*Activity*
Please figure out how many lines in the material contain "RegisterStats", and give only that number.

*Given records*
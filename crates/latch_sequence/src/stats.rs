use std::fmt;

/// Lifetime counters kept by every spawn register.
#[derive(Debug, Clone, Copy, Default, PartialEq, Eq)]
pub struct RegisterStats {
    /// Objects constructed.
    pub spawned: u64,
    /// Pooled objects handed out instead of constructing.
    pub reused: u64,
    /// Releases that hid the object instead of destroying it.
    pub hidden: u64,
    pub destroyed: u64,
    pub forgotten: u64,
    /// Spawn attempts that produced no object.
    pub failed: u64,
}

impl fmt::Display for RegisterStats {
    fn fmt(&self, f: &mut fmt::Formatter<'_>) -> fmt::Result {
        write!(
            f,
            "spawned={} reused={} hidden={} destroyed={} forgotten={} failed={}",
            self.spawned, self.reused, self.hidden, self.destroyed, self.forgotten, self.failed
        )
    }
}
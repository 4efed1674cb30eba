//! Object spawners
//!
//! Spawners perform the actual construction and destruction of spawned
//! objects. Registers own them; bindings pick the first spawner that
//! accepts the class they want.

use crate::custom::SpawnTemplate;
use crate::world::{ObjectClass, ObjectHandle, World};
use std::collections::HashSet;

pub trait ObjectSpawner {
    /// Name used in logs.
    fn name(&self) -> &str;

    fn can_spawn(&self, class: &ObjectClass) -> bool;

    /// Construct an object from `template` named `name`.
    fn spawn(
        &self,
        template: &SpawnTemplate,
        name: &str,
        world: &mut World,
    ) -> Option<ObjectHandle>;

    /// Tear the object down. Returns false if it was already gone.
    fn destroy(&self, handle: ObjectHandle, world: &mut World) -> bool;
}

/// Spawns objects straight into the world, optionally limited to a set of
/// classes.
#[derive(Debug, Clone, Default)]
pub struct WorldSpawner {
    classes: Option<HashSet<ObjectClass>>,
}

impl WorldSpawner {
    /// Spawner that accepts every class.
    pub fn any() -> Self {
        Self { classes: None }
    }

    pub fn for_classes<I>(classes: I) -> Self
    where
        I: IntoIterator,
        I::Item: Into<ObjectClass>,
    {
        Self {
            classes: Some(classes.into_iter().map(Into::into).collect()),
        }
    }
}

impl ObjectSpawner for WorldSpawner {
    fn name(&self) -> &str {
        "world"
    }

    fn can_spawn(&self, class: &ObjectClass) -> bool {
        self.classes
            .as_ref()
            .map_or(true, |classes| classes.contains(class))
    }

    fn spawn(
        &self,
        template: &SpawnTemplate,
        name: &str,
        world: &mut World,
    ) -> Option<ObjectHandle> {
        match world.create_object(&template.class, name, None) {
            Ok(handle) => Some(handle),
            Err(err) => {
                tracing::warn!(class = %template.class, name, %err, "spawn failed");
                None
            }
        }
    }

    fn destroy(&self, handle: ObjectHandle, world: &mut World) -> bool {
        world.destroy_object(handle)
    }
}

/// First spawner in `spawners` that accepts `class`.
pub(crate) fn find_spawner<'s>(
    spawners: &'s [Box<dyn ObjectSpawner>],
    class: &ObjectClass,
) -> Option<&'s dyn ObjectSpawner> {
    spawners
        .iter()
        .find(|spawner| spawner.can_spawn(class))
        .map(|spawner| spawner.as_ref())
}
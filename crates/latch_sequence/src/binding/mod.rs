//! Binding references and their resolution

mod reference;
mod resolver;
mod table;

pub use reference::{BindingKind, BindingPayload, BindingReference};
pub use resolver::{BindingResolveParams, BindingResolveResult, BindingResolver};
pub use table::BindingReferenceTable;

*Solved exercise*
2